Re: Self-segregating Semitic Morphology

Having slept for a while, I think I've got some good answers to my own
question. Sleeping is good for solving a lot of problems.
It's still good to have alternate suggestions, though; the stuff my
subconscious came up with definitely doesn't constitute the only
option.

On Mon, Sep 8, 2008 at 9:01 AM, Jim Henry <jimhenry1973@...> wrote:
> On Mon, Sep 8, 2008 at 12:53 AM, Logan Kearsley <chronosurfer@...> wrote:
>> Thought 1- building vocabulary based on consonantal roots allows for a
>> large and powerful derivational system without having to resort to
>> long strings of agglutinating affixes.
>> Thought 2- self-segregating morphology is kinda cool.
>>
>> It would be neat if these two ideas could be combined.

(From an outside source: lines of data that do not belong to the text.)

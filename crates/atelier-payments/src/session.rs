//! # Payment Session Boundary
//!
//! The `SessionCreator` trait is the seam between the storefront and
//! whatever processor hosts the payment page.
//!
//! ## Handoff Contract
//! ```text
//! ┌─────────────────────────────────────────────────────────────────────────┐
//! │                    Session Creation                                     │
//! │                                                                         │
//! │  Checkout Assembler (atelier-core)                                     │
//! │       │  PricedOrder: integer cents, ordered line items               │
//! │       ▼                                                                 │
//! │  SessionRequest { order, customer, clientReference }                   │
//! │       │                                                                 │
//! │       ▼                                                                 │
//! │  SessionCreator::create_session(...)   ← THIS TRAIT                   │
//! │       │                                                                 │
//! │       ├── Ok(HostedSession { id, url }) → redirect customer to url    │
//! │       │                                                                 │
//! │       └── Err(PaymentError) → surfaced verbatim, NO retry             │
//! └─────────────────────────────────────────────────────────────────────────┘
//! ```

use std::sync::Mutex;

use async_trait::async_trait;
use serde::{Deserialize, Serialize};

use crate::error::{PaymentError, PaymentResult};
use atelier_core::types::CustomerDetails;
use atelier_core::PricedOrder;

// =============================================================================
// DTOs
// =============================================================================

/// Everything the processor needs to host a checkout page.
#[derive(Debug, Clone, Serialize, Deserialize)]
#[serde(rename_all = "camelCase")]
pub struct SessionRequest {
    /// The assembled, fully priced order.
    pub order: PricedOrder,

    /// Customer details (email is forwarded to the processor).
    pub customer: CustomerDetails,

    /// Opaque reference tying the session back to the client session.
    pub client_reference: String,
}

/// A created hosted-checkout session.
#[derive(Debug, Clone, Serialize, Deserialize)]
#[serde(rename_all = "camelCase")]
pub struct HostedSession {
    /// Processor-side session ID.
    pub id: String,

    /// URL to redirect the customer to.
    pub url: String,
}

// =============================================================================
// Trait Seam
// =============================================================================

/// Creates hosted payment sessions from assembled orders.
///
/// Implementations must not retry on failure; the caller surfaces the
/// error terminally and the customer resubmits.
#[async_trait]
pub trait SessionCreator: Send + Sync {
    /// Turns an assembled order into a hosted checkout session.
    async fn create_session(&self, request: &SessionRequest) -> PaymentResult<HostedSession>;
}

// =============================================================================
// Mock Implementation
// =============================================================================

/// In-memory session creator for tests.
///
/// Records the last request and returns a canned URL, or a configured
/// failure.
#[derive(Debug, Default)]
pub struct MockSessionCreator {
    last_request: Mutex<Option<SessionRequest>>,
    fail_with: Mutex<Option<String>>,
}

impl MockSessionCreator {
    /// Creates a mock that succeeds.
    pub fn new() -> Self {
        Self::default()
    }

    /// Makes every subsequent call fail with the given message.
    pub fn fail_with(&self, message: impl Into<String>) {
        *self.fail_with.lock().unwrap() = Some(message.into());
    }

    /// Returns the last request seen, if any.
    pub fn last_request(&self) -> Option<SessionRequest> {
        self.last_request.lock().unwrap().clone()
    }
}

#[async_trait]
impl SessionCreator for MockSessionCreator {
    async fn create_session(&self, request: &SessionRequest) -> PaymentResult<HostedSession> {
        *self.last_request.lock().unwrap() = Some(request.clone());

        if let Some(message) = self.fail_with.lock().unwrap().clone() {
            return Err(PaymentError::Processor(message));
        }

        Ok(HostedSession {
            id: format!("cs_test_{}", request.client_reference),
            url: format!(
                "https://checkout.example/pay/{}",
                request.client_reference
            ),
        })
    }
}

// =============================================================================
// Unconfigured Implementation
// =============================================================================

/// Session creator used when no payment processor is configured.
///
/// A shop fresh out of the install flow may not have payment keys yet.
/// The storefront still boots and the cart works; only checkout
/// submission fails, with the configuration error surfaced verbatim.
#[derive(Debug, Default)]
pub struct UnconfiguredSessionCreator;

#[async_trait]
impl SessionCreator for UnconfiguredSessionCreator {
    async fn create_session(&self, _request: &SessionRequest) -> PaymentResult<HostedSession> {
        Err(PaymentError::Config(
            "payment processing is not configured".into(),
        ))
    }
}

// =============================================================================
// Unit Tests
// =============================================================================

#[cfg(test)]
mod tests {
    use super::*;
    use atelier_core::checkout::{LineItemKind, OrderLineItem};

    fn request() -> SessionRequest {
        SessionRequest {
            order: PricedOrder {
                line_items: vec![OrderLineItem {
                    name: "Candle".to_string(),
                    description: None,
                    unit_amount_cents: 2500,
                    quantity: 2,
                    kind: LineItemKind::Product,
                }],
                subtotal_cents: 5000,
                discount_cents: 0,
                tax_cents: 0,
                shipping_cents: 0,
                total_cents: 5000,
                currency: "usd".to_string(),
                promo_code: None,
            },
            customer: CustomerDetails {
                name: "Ada Lovelace".to_string(),
                email: "ada@example.com".to_string(),
                country: "CA".to_string(),
                region: "BC".to_string(),
                phone: None,
            },
            client_reference: "session-1".to_string(),
        }
    }

    #[tokio::test]
    async fn test_mock_success_records_request() {
        let creator = MockSessionCreator::new();

        let session = creator.create_session(&request()).await.unwrap();
        assert!(session.url.contains("session-1"));

        let seen = creator.last_request().unwrap();
        assert_eq!(seen.order.total_cents, 5000);
    }

    #[tokio::test]
    async fn test_mock_failure_is_terminal() {
        let creator = MockSessionCreator::new();
        creator.fail_with("processor unavailable");

        let err = creator.create_session(&request()).await.unwrap_err();
        assert!(matches!(err, PaymentError::Processor(_)));
        assert!(err.to_string().contains("processor unavailable"));
    }
}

Unfortunately,
>
> I see a couple of obvious ways to do it.
>
> 1. Use one set of consonants for your triliteral roots, and another
> set of consonants that can occur in suffixes.  There are no prefixes.
> Any time you encounter a consonant from the set of root consonants
> following one or more suffix consonants and vowels, you've found the
> beginning of a word, and any time you find a consonant from the set
> of suffix consonants, you've found the beginning of a suffix.  If you find
> a bunch of root consonants in a row separated only by vowels,
> then the first, fourth, seventh etc. indicate the start of a new word.
>
> 2. Or allow prefixes too, and have a third set of consonants used
> only in prefixes.
If the roots in the class that can have vowel-pattern derivations
applied are all the same length (which is a basic assumption for how
this sort of thing works), I don't think you need three sets of
consonants. Say that Set 1 is for prefixes, and Set 2 is for roots and
suffixes. Then, a transition from S1 to S2 marks the beginning of a
root, which continues for a known number of consonants, and everything
after that until the next word must be suffixes. A transition from S2
to S1 marks the boundaries between words, but that could fail if there
are no prefixes on the next word; that could be solved by mixing the
consonant types in roots- requiring that the first one be from S1 and
the later ones from S2.

> That limits your options on root vowel patterns; you couldn't have
> vowels before the first root consonant, unless they were part
> of a prefix.   You could have e.g.
>
> CaCiCu
> CCuCa
> CiaCCi
> CaCauC
>
> etc., with suffixes of form CV+, but not root patterns like
>
> aCCiC
> uCiCaC
>
> etc.
Mm... I'm not seeing why.
It definitely *does* limit the number of consonantal roots, which
could be annoying depending on how many consonants you start out to
work with; but that's a different concern from limiting the
derivations patterns available.

> Suppose you have 20 consonants and 5 vowels, with
> 15 consonants allowed in roots and the other 5 in suffixes;
> that gives you 3375 possible roots and 150 CV and CVV
> suffixes.  Not sure offhand how to calculate the possible
> root vowel patterns, but there should be scads of them too.
Number of patterns = (n+1)^(m+1)-1, where n is the number of vowels
available for use in derivation patterns, m is the number of
consonants in a root, all consonant clusters are allowed, and we
assume that there are no strings of multiple vowels and that there
must be at least one vowel somewhere in a word. There are scads even
for fairly small numbers of vowels.
However, modifications are in order to account for additional
restrictions (like, root words can't start with vowels, or root words
must start with vowels, or 3-consonant clusters aren't allowed, etc.),
and each one of those tends to drastically reduce exactly how many
scads you get. Relaxing the assumption that there are no strings of
vowels actually doesn't matter much, because it's equivalent to just
increasing the vowel inventory.
Assume a 4 vowel system with triliteral roots, for illustrative purpose.
(n+1)^(m+1)-1 = 5^4-1 = 624 derivational patterns, more than Arabic, I think.
If you require that root words don't start with vowels, then it becomes:
(n+1)^m-1 = 5^3-1 = 124 derivational patterns, a lot fewer than Arabic.
If 3-consonant clusters aren't allowed:
n*(n+2)*(n+1)^2 = 6*5^2 = 600, which is pretty good (I think; I'm not
absolutely sure that I derived that last expression correctly).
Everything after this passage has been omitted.